[Task objective]: Give the number of lines below that hold the string "struct", and nothing more.

[The records]:
::::::::::

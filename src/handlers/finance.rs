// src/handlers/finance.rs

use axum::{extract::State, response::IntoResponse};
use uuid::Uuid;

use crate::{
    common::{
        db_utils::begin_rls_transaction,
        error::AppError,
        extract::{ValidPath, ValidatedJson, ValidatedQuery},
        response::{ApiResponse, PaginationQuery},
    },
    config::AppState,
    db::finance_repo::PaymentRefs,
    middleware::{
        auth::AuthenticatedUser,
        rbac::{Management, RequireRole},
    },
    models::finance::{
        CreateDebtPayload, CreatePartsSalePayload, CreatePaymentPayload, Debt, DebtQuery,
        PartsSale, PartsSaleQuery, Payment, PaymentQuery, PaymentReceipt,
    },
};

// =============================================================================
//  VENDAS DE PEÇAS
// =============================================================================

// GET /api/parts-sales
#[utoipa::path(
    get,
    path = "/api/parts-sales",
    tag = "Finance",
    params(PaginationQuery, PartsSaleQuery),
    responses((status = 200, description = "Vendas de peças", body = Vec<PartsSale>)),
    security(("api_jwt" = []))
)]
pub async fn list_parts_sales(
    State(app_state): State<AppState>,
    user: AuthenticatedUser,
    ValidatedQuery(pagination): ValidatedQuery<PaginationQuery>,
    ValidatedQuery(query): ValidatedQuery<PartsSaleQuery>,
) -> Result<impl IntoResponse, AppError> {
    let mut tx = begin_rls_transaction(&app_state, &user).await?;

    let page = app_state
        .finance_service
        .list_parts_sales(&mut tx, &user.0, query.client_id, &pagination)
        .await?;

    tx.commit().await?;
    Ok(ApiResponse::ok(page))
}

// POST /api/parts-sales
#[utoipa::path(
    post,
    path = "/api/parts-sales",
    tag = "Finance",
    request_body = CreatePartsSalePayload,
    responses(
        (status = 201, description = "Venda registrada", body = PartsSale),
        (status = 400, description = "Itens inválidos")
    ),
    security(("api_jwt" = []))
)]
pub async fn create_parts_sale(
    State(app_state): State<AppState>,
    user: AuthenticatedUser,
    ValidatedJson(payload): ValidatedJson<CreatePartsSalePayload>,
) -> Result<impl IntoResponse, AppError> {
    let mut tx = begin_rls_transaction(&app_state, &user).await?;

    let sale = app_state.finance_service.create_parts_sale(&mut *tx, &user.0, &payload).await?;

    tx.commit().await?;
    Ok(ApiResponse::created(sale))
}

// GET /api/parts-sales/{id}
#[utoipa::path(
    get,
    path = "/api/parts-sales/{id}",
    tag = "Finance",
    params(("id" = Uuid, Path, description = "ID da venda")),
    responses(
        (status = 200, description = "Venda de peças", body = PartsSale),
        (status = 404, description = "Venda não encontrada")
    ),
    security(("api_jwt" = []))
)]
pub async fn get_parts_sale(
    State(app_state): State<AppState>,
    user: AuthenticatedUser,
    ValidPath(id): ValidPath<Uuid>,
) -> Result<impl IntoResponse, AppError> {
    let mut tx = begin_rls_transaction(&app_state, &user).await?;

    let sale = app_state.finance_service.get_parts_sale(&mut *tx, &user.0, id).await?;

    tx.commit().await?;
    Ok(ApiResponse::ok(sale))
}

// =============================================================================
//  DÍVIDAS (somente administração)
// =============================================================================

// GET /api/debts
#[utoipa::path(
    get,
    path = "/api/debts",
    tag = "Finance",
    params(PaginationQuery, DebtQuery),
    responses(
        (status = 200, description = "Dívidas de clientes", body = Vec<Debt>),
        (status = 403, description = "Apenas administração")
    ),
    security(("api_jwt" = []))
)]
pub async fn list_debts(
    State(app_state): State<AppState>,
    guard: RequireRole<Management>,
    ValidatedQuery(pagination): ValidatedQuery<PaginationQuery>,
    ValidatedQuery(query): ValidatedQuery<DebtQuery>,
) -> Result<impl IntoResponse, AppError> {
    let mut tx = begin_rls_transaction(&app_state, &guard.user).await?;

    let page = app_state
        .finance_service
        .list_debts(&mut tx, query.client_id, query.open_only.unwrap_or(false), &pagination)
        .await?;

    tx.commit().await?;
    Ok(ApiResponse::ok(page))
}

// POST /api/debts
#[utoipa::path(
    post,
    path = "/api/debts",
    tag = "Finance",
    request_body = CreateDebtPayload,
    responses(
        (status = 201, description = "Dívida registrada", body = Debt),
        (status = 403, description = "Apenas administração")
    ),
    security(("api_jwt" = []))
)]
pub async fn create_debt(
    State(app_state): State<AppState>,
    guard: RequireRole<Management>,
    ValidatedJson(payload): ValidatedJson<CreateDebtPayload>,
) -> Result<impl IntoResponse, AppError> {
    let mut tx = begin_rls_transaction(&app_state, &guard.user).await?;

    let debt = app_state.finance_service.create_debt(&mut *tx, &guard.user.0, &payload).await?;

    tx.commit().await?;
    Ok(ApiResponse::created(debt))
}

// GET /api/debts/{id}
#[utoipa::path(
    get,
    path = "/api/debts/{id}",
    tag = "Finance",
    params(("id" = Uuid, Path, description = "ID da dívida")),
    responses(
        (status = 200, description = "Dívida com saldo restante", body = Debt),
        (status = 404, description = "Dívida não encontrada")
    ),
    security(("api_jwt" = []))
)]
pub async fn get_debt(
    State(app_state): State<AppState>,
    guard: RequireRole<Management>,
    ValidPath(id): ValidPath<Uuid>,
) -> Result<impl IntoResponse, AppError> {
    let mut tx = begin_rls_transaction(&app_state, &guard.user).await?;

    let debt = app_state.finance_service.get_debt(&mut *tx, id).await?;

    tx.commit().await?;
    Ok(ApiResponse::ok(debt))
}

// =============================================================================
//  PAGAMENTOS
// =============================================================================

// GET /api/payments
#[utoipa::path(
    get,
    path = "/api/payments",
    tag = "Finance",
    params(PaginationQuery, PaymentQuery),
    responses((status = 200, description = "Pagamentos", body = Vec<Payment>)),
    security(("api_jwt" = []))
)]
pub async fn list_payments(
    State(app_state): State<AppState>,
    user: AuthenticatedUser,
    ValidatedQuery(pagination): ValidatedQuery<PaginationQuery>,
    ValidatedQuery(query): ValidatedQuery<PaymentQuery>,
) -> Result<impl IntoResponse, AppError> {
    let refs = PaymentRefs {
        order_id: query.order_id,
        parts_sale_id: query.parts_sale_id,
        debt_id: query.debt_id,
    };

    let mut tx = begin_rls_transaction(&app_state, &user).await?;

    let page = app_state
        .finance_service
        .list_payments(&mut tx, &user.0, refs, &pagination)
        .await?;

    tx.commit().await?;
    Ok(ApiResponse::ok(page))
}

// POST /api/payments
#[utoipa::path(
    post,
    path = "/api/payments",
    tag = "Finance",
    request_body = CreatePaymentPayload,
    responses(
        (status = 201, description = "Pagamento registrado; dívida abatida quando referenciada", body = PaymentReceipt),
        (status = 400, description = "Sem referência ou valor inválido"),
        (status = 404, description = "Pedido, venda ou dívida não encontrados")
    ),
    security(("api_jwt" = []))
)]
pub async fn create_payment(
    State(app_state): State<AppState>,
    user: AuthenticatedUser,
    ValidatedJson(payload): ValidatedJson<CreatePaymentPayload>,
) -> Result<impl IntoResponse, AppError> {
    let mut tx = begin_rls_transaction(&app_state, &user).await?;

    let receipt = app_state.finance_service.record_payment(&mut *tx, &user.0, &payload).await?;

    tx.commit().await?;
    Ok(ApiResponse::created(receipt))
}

::::::::::

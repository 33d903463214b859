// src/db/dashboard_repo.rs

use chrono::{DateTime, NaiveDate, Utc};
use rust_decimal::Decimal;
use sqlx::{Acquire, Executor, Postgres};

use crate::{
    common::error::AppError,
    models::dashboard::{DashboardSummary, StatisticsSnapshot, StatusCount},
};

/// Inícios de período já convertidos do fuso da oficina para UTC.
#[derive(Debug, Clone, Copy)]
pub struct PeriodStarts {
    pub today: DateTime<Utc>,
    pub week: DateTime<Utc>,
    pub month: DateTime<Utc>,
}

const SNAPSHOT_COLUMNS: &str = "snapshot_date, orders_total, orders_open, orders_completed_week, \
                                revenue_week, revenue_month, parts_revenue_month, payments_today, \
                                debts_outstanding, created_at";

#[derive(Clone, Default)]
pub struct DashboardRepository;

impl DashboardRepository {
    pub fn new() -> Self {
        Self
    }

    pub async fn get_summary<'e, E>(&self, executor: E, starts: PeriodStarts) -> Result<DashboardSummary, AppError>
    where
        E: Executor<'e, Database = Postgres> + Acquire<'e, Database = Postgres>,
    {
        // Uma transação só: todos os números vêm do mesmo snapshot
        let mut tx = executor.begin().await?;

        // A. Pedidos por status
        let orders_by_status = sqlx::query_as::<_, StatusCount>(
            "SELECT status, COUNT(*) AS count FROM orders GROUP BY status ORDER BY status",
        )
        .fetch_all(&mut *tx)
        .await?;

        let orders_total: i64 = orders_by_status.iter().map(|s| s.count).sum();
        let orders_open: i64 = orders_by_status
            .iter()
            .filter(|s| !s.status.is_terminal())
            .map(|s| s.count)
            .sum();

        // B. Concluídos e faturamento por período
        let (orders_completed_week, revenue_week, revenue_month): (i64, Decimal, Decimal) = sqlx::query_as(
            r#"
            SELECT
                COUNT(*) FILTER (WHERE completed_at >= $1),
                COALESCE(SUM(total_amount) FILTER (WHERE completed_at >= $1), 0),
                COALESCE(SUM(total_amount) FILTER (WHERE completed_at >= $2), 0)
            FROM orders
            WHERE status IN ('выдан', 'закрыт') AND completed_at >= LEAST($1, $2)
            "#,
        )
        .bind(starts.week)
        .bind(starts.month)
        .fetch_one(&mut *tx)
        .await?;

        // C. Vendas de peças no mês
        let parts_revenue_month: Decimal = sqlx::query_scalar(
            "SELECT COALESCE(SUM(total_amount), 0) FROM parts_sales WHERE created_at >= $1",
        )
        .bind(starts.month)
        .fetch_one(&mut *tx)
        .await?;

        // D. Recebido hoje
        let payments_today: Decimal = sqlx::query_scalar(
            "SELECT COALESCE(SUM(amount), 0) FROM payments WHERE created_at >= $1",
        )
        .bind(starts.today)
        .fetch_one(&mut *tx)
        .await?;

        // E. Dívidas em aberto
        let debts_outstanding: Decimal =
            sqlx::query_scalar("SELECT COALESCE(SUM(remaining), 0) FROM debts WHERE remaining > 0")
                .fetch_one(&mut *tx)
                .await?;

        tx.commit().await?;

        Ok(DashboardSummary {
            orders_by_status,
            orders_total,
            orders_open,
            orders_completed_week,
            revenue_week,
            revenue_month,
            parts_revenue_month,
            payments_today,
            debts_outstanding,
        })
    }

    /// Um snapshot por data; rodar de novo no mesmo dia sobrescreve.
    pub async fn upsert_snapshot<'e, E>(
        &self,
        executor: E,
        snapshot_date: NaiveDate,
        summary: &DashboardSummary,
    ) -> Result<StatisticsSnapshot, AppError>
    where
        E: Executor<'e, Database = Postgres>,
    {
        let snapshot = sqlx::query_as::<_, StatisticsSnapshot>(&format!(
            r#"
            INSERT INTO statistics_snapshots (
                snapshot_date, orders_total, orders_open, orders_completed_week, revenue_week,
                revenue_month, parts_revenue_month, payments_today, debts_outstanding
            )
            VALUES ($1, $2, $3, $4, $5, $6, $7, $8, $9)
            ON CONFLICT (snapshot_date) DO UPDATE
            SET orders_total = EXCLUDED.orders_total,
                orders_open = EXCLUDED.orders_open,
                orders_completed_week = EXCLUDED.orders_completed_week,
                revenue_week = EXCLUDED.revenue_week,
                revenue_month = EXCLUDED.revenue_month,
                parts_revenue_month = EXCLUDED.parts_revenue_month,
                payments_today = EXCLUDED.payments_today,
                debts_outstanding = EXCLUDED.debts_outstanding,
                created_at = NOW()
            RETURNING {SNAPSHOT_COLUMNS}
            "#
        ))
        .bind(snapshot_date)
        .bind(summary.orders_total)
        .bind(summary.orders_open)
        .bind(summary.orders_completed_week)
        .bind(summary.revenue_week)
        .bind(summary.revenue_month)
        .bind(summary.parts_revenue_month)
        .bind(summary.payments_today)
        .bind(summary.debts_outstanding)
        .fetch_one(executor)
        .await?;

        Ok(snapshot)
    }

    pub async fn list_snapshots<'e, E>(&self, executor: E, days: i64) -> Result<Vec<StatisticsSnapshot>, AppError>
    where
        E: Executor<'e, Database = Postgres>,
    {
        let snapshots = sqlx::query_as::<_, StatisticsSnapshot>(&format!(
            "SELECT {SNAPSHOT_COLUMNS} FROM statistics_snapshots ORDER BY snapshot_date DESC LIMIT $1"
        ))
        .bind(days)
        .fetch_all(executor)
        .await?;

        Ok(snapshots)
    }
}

::::::::::

[Finished task]: 2